◆ What this task involves
Could you find each line of the data below that contains the word "seen" and copy those lines?

START Task material

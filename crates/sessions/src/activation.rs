//! Lazy session activation.
//!
//! A flow names the sessions it wants; activation creates their state on
//! first use, optionally sends the INIT right away, and flags the intent on
//! the initiating flow's stack item so repeated calls are a no-op.

use std::collections::HashSet;
use std::sync::Arc;

use chrono::{DateTime, Utc};

use fm_domain::error::{Error, Result};
use fm_domain::trace::TraceEvent;
use fm_protocol::{
    ContextProperties, HoldingIdentity, PROTOCOL_PROPERTY, PROTOCOL_VERSIONS_PROPERTY,
    REQUIRE_CLOSE_PROPERTY,
};

use crate::checkpoint::FlowCheckpoint;
use crate::manager::{SessionInit, SessionLifecycleManager};
use crate::sandbox::ProtocolSandboxResolver;
use crate::state::{SessionRole, SessionState};

/// A session a flow wants to talk over.
#[derive(Debug, Clone, PartialEq, Eq)]
pub struct SessionInfo {
    pub session_id: String,
    pub counterparty: HoldingIdentity,
    pub require_close: bool,
    pub context_user_properties: ContextProperties,
}

impl SessionInfo {
    pub fn new(session_id: impl Into<String>, counterparty: HoldingIdentity) -> Self {
        Self {
            session_id: session_id.into(),
            counterparty,
            require_close: true,
            context_user_properties: ContextProperties::new(),
        }
    }

    pub fn require_close(mut self, require_close: bool) -> Self {
        self.require_close = require_close;
        self
    }

    pub fn with_user_properties(mut self, properties: ContextProperties) -> Self {
        self.context_user_properties = properties;
        self
    }
}

pub struct SessionActivation {
    resolver: Arc<dyn ProtocolSandboxResolver>,
    manager: Arc<SessionLifecycleManager>,
}

impl SessionActivation {
    pub fn new(
        resolver: Arc<dyn ProtocolSandboxResolver>,
        manager: Arc<SessionLifecycleManager>,
    ) -> Self {
        Self { resolver, manager }
    }

    /// Infos whose session has no state in the checkpoint yet, first
    /// occurrence per session id.
    pub fn not_yet_activated(
        &self,
        checkpoint: &FlowCheckpoint,
        infos: &[SessionInfo],
    ) -> Vec<SessionInfo> {
        let mut seen = HashSet::new();
        infos
            .iter()
            .filter(|info| checkpoint.get_session_state(&info.session_id).is_none())
            .filter(|info| seen.insert(info.session_id.clone()))
            .cloned()
            .collect()
    }

    /// Create every session in `infos` that does not exist yet.
    ///
    /// Sandbox resolution failures are transient; an empty flow stack or a
    /// stack without an initiating flow is fatal.
    pub fn activate(
        &self,
        checkpoint: &mut FlowCheckpoint,
        infos: &[SessionInfo],
        send_init_immediately: bool,
        now: DateTime<Utc>,
    ) -> Result<()> {
        let initiating_item = checkpoint
            .flow_stack
            .nearest_first(|i| i.is_initiating_flow);
        let flagged: Vec<SessionInfo> = match initiating_item {
            Some(item) => infos
                .iter()
                .filter(|info| !item.is_session_initiated(&info.session_id))
                .cloned()
                .collect(),
            None => infos.to_vec(),
        };

        let pending = self.not_yet_activated(checkpoint, &flagged);
        if pending.is_empty() {
            tracing::debug!(flow_id = %checkpoint.flow_id, "sessions already active");
            return Ok(());
        }

        let catalog = self
            .resolver
            .resolve(&checkpoint.holding_identity, &checkpoint.bundle_hashes)?;

        if checkpoint.flow_stack.is_empty() {
            return Err(Error::FlowStack(format!(
                "flow {} has an empty flow stack, sessions need a running flow",
                checkpoint.flow_id
            )));
        }
        let initiating_flow = checkpoint
            .flow_stack
            .nearest_first(|i| i.is_initiating_flow)
            .map(|i| i.flow_id.clone())
            .ok_or_else(|| {
                Error::FlowStack(format!(
                    "flow stack did not contain an initiating flow (flow {})",
                    checkpoint.flow_id
                ))
            })?;

        let (protocol, versions) = catalog.protocols_for_initiator(&initiating_flow)?;
        let versions_json = serde_json::to_string(&versions)?;

        for info in &pending {
            let mut properties = ContextProperties::new();
            properties.insert(PROTOCOL_PROPERTY.into(), protocol.clone());
            properties.insert(PROTOCOL_VERSIONS_PROPERTY.into(), versions_json.clone());
            properties.insert(REQUIRE_CLOSE_PROPERTY.into(), info.require_close.to_string());

            let state = SessionState::new(
                info.session_id.clone(),
                SessionRole::Initiating,
                info.counterparty.clone(),
                info.require_close,
                properties.clone(),
                now,
            )
            .with_user_properties(info.context_user_properties.clone());
            checkpoint.put_session_state(state);

            if send_init_immediately {
                let state = self.manager.send_init(
                    checkpoint,
                    SessionInit {
                        session_id: info.session_id.clone(),
                        counterparty: info.counterparty.clone(),
                        protocol: protocol.clone(),
                        versions: versions.clone(),
                        context_user_properties: info.context_user_properties.clone(),
                        context_platform_properties: properties,
                    },
                    now,
                )?;
                checkpoint.put_session_state(state);
            }
        }

        if let Some(item) = checkpoint.flow_stack.nearest_first_mut(|i| i.is_initiating_flow) {
            for info in &pending {
                item.mark_initiated(&info.session_id);
            }
        }

        tracing::info!(
            flow = %initiating_flow,
            protocol = %protocol,
            sessions = pending.len(),
            init_sent = send_init_immediately,
            "sessions activated"
        );
        TraceEvent::SessionsActivated {
            flow: initiating_flow,
            protocol,
            sessions: pending.len(),
            init_sent: send_init_immediately,
        }
        .emit();
        Ok(())
    }
}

END Task material

◆ Result
        let mut seen = HashSet::new();
            .filter(|info| seen.insert(info.session_id.clone()))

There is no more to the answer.